* _THE TASK_: Give every entry again, word for word.

Dataset entries:
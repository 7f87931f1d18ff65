use std::sync::Arc;

use parking_lot::Mutex;

use super::events::{AppEvent, ViewEvent};
use super::locked_map::LockedMap;
use crate::services::EventBus;

/// Per-assistant processing flags. Interactive and scheduled work are
/// tracked separately so a scheduled run does not lock the input box.
#[derive(Clone, Copy, Debug, Default, PartialEq, Eq)]
pub struct ProcessingFlags {
    pub user_input: bool,
    pub scheduled_task: bool,
}

impl ProcessingFlags {
    pub fn is_processing(&self) -> bool {
        self.user_input || self.scheduled_task
    }

    fn set(&mut self, scheduled: bool, value: bool) {
        if scheduled {
            self.scheduled_task = value;
        } else {
            self.user_input = value;
        }
    }
}

/// Processing flags of all assistants. Each assistant has its own lock.
pub struct ProcessingStates {
    flags: LockedMap<String, Arc<Mutex<ProcessingFlags>>>,
    bus: Arc<EventBus>,
}

impl ProcessingStates {
    pub fn new(bus: Arc<EventBus>) -> Self {
        Self {
            flags: LockedMap::new(),
            bus,
        }
    }

    fn entry(&self, assistant: &str) -> Arc<Mutex<ProcessingFlags>> {
        self.flags
            .compute_if_absent(assistant.to_string(), || Arc::new(Mutex::new(ProcessingFlags::default())))
    }

    /// Mark `assistant` busy and publish `ProcessingStarted`. The returned
    /// guard clears the flag and publishes `ProcessingStopped` exactly once.
    pub fn begin(&self, assistant: &str, scheduled: bool) -> ProcessingGuard {
        let flags = self.entry(assistant);
        flags.lock().set(scheduled, true);
        self.bus.publish(AppEvent::View(ViewEvent::ProcessingStarted {
            assistant: assistant.to_string(),
            scheduled,
        }));

        ProcessingGuard {
            assistant: assistant.to_string(),
            scheduled,
            flags,
            bus: self.bus.clone(),
        }
    }

    pub fn flags(&self, assistant: &str) -> ProcessingFlags {
        self.flags
            .get(&assistant.to_string())
            .map(|f| *f.lock())
            .unwrap_or_default()
    }

    pub fn is_processing(&self, assistant: &str) -> bool {
        self.flags(assistant).is_processing()
    }

    pub fn processing_assistants(&self) -> Vec<String> {
        let mut names: Vec<String> = self
            .flags
            .keys()
            .into_iter()
            .filter(|name| self.is_processing(name))
            .collect();
        names.sort();
        names
    }
}

pub struct ProcessingGuard {
    assistant: String,
    scheduled: bool,
    flags: Arc<Mutex<ProcessingFlags>>,
    bus: Arc<EventBus>,
}

impl ProcessingGuard {
    pub fn assistant(&self) -> &str {
        &self.assistant
    }
}

impl Drop for ProcessingGuard {
    fn drop(&mut self) {
        self.flags.lock().set(self.scheduled, false);
        self.bus.publish(AppEvent::View(ViewEvent::ProcessingStopped {
            assistant: self.assistant.clone(),
            scheduled: self.scheduled,
        }));
    }
}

* _TASK RESPONSE_:
repository 7f87931f1d18ff65
use std::sync::Arc;

use parking_lot::Mutex;

use super::events::{AppEvent, ViewEvent};
use super::locked_map::LockedMap;
use crate::services::EventBus;

/// Per-assistant processing flags. Interactive and scheduled work are
/// tracked separately so a scheduled run does not lock the input box.
#[derive(Clone, Copy, Debug, Default, PartialEq, Eq)]
pub struct ProcessingFlags {
    pub user_input: bool,
    pub scheduled_task: bool,
}

impl ProcessingFlags {
    pub fn is_processing(&self) -> bool {
        self.user_input || self.scheduled_task
    }

    fn set(&mut self, scheduled: bool, value: bool) {
        if scheduled {
            self.scheduled_task = value;
        } else {
            self.user_input = value;
        }
    }
}

/// Processing flags of all assistants. Each assistant has its own lock.
pub struct ProcessingStates {
    flags: LockedMap<String, Arc<Mutex<ProcessingFlags>>>,
    bus: Arc<EventBus>,
}

impl ProcessingStates {
    pub fn new(bus: Arc<EventBus>) -> Self {
        Self {
            flags: LockedMap::new(),
            bus,
        }
    }

    fn entry(&self, assistant: &str) -> Arc<Mutex<ProcessingFlags>> {
        self.flags
            .compute_if_absent(assistant.to_string(), || Arc::new(Mutex::new(ProcessingFlags::default())))
    }

    /// Mark `assistant` busy and publish `ProcessingStarted`. The returned
    /// guard clears the flag and publishes `ProcessingStopped` exactly once.
    pub fn begin(&self, assistant: &str, scheduled: bool) -> ProcessingGuard {
        let flags = self.entry(assistant);
        flags.lock().set(scheduled, true);
        self.bus.publish(AppEvent::View(ViewEvent::ProcessingStarted {
            assistant: assistant.to_string(),
            scheduled,
        }));

        ProcessingGuard {
            assistant: assistant.to_string(),
            scheduled,
            flags,
            bus: self.bus.clone(),
        }
    }

    pub fn flags(&self, assistant: &str) -> ProcessingFlags {
        self.flags
            .get(&assistant.to_string())
            .map(|f| *f.lock())
            .unwrap_or_default()
    }

    pub fn is_processing(&self, assistant: &str) -> bool {
        self.flags(assistant).is_processing()
    }

    pub fn processing_assistants(&self) -> Vec<String> {
        let mut names: Vec<String> = self
            .flags
            .keys()
            .into_iter()
            .filter(|name| self.is_processing(name))
            .collect();
        names.sort();
        names
    }
}

pub struct ProcessingGuard {
    assistant: String,
    scheduled: bool,
    flags: Arc<Mutex<ProcessingFlags>>,
    bus: Arc<EventBus>,
}

impl ProcessingGuard {
    pub fn assistant(&self) -> &str {
        &self.assistant
    }
}

impl Drop for ProcessingGuard {
    fn drop(&mut self) {
        self.flags.lock().set(self.scheduled, false);
        self.bus.publish(AppEvent::View(ViewEvent::ProcessingStopped {
            assistant: self.assistant.clone(),
            scheduled: self.scheduled,
        }));
    }
}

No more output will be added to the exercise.